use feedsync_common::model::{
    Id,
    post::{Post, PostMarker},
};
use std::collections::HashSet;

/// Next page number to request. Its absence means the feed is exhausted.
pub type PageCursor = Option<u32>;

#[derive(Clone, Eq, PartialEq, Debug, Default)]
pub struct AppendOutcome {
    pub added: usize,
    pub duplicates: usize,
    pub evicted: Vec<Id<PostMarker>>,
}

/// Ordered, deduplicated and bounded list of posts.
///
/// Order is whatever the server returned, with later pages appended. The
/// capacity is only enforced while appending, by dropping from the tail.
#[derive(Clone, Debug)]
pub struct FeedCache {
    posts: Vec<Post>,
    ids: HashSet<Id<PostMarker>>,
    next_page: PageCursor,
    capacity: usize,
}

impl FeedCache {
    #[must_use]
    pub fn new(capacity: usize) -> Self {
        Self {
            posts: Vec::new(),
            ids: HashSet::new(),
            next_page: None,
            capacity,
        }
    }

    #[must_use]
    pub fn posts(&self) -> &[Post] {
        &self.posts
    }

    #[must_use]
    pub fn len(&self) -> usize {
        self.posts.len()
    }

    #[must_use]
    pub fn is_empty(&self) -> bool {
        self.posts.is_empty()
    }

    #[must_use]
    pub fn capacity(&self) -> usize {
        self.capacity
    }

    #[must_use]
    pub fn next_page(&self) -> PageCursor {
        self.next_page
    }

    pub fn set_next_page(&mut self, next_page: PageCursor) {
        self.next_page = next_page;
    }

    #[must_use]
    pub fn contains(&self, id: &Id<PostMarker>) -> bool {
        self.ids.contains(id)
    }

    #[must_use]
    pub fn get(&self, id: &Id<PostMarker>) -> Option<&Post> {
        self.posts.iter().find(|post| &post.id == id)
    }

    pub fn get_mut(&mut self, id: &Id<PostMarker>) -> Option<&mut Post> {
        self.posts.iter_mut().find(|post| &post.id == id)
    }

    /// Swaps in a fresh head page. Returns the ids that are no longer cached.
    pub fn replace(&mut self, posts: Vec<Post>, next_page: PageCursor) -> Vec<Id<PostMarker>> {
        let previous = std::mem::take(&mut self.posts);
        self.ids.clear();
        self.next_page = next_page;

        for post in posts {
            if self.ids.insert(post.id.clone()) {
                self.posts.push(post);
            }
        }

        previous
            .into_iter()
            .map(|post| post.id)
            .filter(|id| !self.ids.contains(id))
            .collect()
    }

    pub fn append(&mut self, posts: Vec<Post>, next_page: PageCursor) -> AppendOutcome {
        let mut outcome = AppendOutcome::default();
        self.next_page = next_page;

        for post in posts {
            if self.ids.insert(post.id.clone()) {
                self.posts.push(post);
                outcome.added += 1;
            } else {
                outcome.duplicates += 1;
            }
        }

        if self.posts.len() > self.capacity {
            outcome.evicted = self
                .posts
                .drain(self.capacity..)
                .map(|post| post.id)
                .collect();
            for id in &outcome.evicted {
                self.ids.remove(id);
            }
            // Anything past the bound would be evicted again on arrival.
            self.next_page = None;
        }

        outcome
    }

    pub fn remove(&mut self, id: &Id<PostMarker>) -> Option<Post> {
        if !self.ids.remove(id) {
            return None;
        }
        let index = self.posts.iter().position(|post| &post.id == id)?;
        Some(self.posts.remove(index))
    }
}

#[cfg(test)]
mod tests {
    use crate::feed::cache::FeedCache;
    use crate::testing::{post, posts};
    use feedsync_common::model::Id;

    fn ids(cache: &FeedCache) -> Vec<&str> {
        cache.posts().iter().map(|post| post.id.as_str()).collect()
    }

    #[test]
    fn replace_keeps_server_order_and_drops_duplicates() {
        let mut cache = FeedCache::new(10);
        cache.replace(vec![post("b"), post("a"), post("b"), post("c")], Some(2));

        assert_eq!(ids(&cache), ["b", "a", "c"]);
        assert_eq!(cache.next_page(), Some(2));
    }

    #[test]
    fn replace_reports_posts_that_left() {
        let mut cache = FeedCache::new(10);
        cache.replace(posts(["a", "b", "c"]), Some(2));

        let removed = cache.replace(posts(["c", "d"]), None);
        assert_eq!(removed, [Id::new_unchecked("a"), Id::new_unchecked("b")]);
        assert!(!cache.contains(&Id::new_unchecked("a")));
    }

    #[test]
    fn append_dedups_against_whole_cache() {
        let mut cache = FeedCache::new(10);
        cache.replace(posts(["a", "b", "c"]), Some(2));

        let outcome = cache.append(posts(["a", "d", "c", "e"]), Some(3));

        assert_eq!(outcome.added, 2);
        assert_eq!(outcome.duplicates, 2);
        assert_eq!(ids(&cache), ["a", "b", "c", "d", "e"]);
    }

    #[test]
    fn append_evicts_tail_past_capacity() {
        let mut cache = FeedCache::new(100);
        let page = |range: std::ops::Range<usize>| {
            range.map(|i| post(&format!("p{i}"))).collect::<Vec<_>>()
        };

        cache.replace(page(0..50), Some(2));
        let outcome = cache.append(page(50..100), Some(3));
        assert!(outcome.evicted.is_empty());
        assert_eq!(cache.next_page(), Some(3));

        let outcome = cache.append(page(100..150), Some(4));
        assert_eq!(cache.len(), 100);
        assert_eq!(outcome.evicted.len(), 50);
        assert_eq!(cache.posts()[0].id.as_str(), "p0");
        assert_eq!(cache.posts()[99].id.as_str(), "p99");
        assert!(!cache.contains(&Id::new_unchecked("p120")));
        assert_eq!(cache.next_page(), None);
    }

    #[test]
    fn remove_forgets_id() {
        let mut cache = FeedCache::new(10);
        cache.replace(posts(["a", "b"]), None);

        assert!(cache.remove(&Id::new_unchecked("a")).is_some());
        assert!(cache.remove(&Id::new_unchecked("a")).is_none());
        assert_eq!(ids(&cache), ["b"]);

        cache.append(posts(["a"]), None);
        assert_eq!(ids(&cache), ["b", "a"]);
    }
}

------

### WHAT NEEDS TO BE DONE
Your reply should be a verbatim retyping of the lines from the one that holds "assert!(outcome.evicted.is_empty());" through the last line of the entries.

### ANSWER SPACE
        assert!(outcome.evicted.is_empty());
        assert_eq!(cache.next_page(), Some(3));

        let outcome = cache.append(page(100..150), Some(4));
        assert_eq!(cache.len(), 100);
        assert_eq!(outcome.evicted.len(), 50);
        assert_eq!(cache.posts()[0].id.as_str(), "p0");
        assert_eq!(cache.posts()[99].id.as_str(), "p99");
        assert!(!cache.contains(&Id::new_unchecked("p120")));
        assert_eq!(cache.next_page(), None);
    }

    #[test]
    fn remove_forgets_id() {
        let mut cache = FeedCache::new(10);
        cache.replace(posts(["a", "b"]), None);

        assert!(cache.remove(&Id::new_unchecked("a")).is_some());
        assert!(cache.remove(&Id::new_unchecked("a")).is_none());
        assert_eq!(ids(&cache), ["b"]);

        cache.append(posts(["a"]), None);
        assert_eq!(ids(&cache), ["b", "a"]);
    }
}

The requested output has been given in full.